In Cronic, the United States Supreme Court observed that although courts ordinarily “presume that the lawyer is competent to provide the guiding hand that the defendant needs, . . . [t]here are . . . circumstances that are so likely to prejudice the accused that the cost of litigating their effect in a particular case is unjustified.” (Cronic, supra, 466 U.S. at p. 658 [80 L.Ed.2d at p. 667].) The court offered examples of two such circumstances. The first circumstance was “the complete denial of counsel.
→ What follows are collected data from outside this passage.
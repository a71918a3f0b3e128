//! Streaming content digest engine for filestat.
//!
//! Computes the three checksums of the output contract — the POSIX cksum
//! CRC, MD5, and SHA-256 — from a single bounded-buffer pass over the file
//! content. Digests apply only to regular files; open or read failures are
//! reported and collapse to the `-` sentinel without aborting the run.

mod crc;

use std::fs::File;
use std::io::{self, Read};
use std::path::Path;

use md5::Md5;
use sha2::{Digest, Sha256};

use filestat_core::ChecksumSet;

pub use crc::Cksum;

/// Read buffer size for the digest pass.
const BUF_LEN: usize = 64 * 1024;

/// Compute all three checksums of a regular file.
///
/// Open and read failures are non-fatal: the OS reason is reported on the
/// diagnostic channel and [`ChecksumSet::Unreadable`] is returned for this
/// record only.
pub fn digest_file(path: &Path) -> ChecksumSet {
    let file = match File::open(path) {
        Ok(f) => f,
        Err(err) => {
            tracing::warn!(path = %path.display(), error = %err, "cannot open file for digesting");
            return ChecksumSet::Unreadable;
        }
    };
    match digest_reader(file) {
        Ok(set) => set,
        Err(err) => {
            tracing::warn!(path = %path.display(), error = %err, "read failed while digesting");
            ChecksumSet::Unreadable
        }
    }
}

/// Stream a reader once, feeding all three digest algorithms from the same
/// bytes.
pub fn digest_reader<R: Read>(mut reader: R) -> io::Result<ChecksumSet> {
    let mut cksum = Cksum::new();
    let mut md5 = Md5::new();
    let mut sha256 = Sha256::new();

    let mut buf = vec![0u8; BUF_LEN];
    loop {
        let n = reader.read(&mut buf)?;
        if n == 0 {
            break;
        }
        cksum.update(&buf[..n]);
        md5.update(&buf[..n]);
        sha256.update(&buf[..n]);
    }

    Ok(ChecksumSet::Computed {
        cksum: cksum.finalize().to_string(),
        md5: to_hex(md5.finalize().as_slice()),
        sha256: to_hex(sha256.finalize().as_slice()),
    })
}

/// Render a digest as lowercase hex.
fn to_hex(bytes: &[u8]) -> String {
    bytes.iter().map(|b| format!("{b:02x}")).collect()
}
The presumption that counsel’s assistance is essential requires us to conclude that a trial is unfair if the accused is denied counsel at a critical stage of his trial.” (Id. at p. 659 [80 L.Ed.2d at p. 668], fn. omitted.) In a footnote elaborating on this first circumstance, the court noted that it had “uniformly found constitutional [363]error without any showing of prejudice when counsel was either totally absent, or prevented from assisting the accused during a critical stage of the proceeding. [Citations.]” (Id. at p. 659, fn. 25 [80 L.Ed.2d at p. 668].) The court then identified a second circumstance in which a showing of prejudice is not required, stating that “[similarly, if counsel entirely fails to subject the prosecution’s case to meaningful adversarial testing, then there has been a denial of Sixth Amendment rights that makes the adversary process itself presumptively unreliable.” (Id. at p. 659 [80 L.Ed.2d at p. 668].) It is apparent from even a cursory reading of Cronic that the footnote the majority now seizes on to limit the Cronic holding has nothing whatsoever to do with the circumstance in which “counsel entirely fails to subject the prosecution’s case to meaningful adversarial testing . . . .” (Ibid.) Nor has “the actual application of Cronic been much more limited.” (Maj. opn., ante, at p. 353; see generally, In re Avena, supra, 12 Cal.4th at pp. 777-782 (dis. opn. of Mosk, J.) [federal and state cases applying Cronic].) As Justice Mosk previously recognized, “[t]he devil may often be in the details, but the rule of Cronic is not in its footnotes.” (Id. at p. 776 (dis. opn. of Mosk, J.).)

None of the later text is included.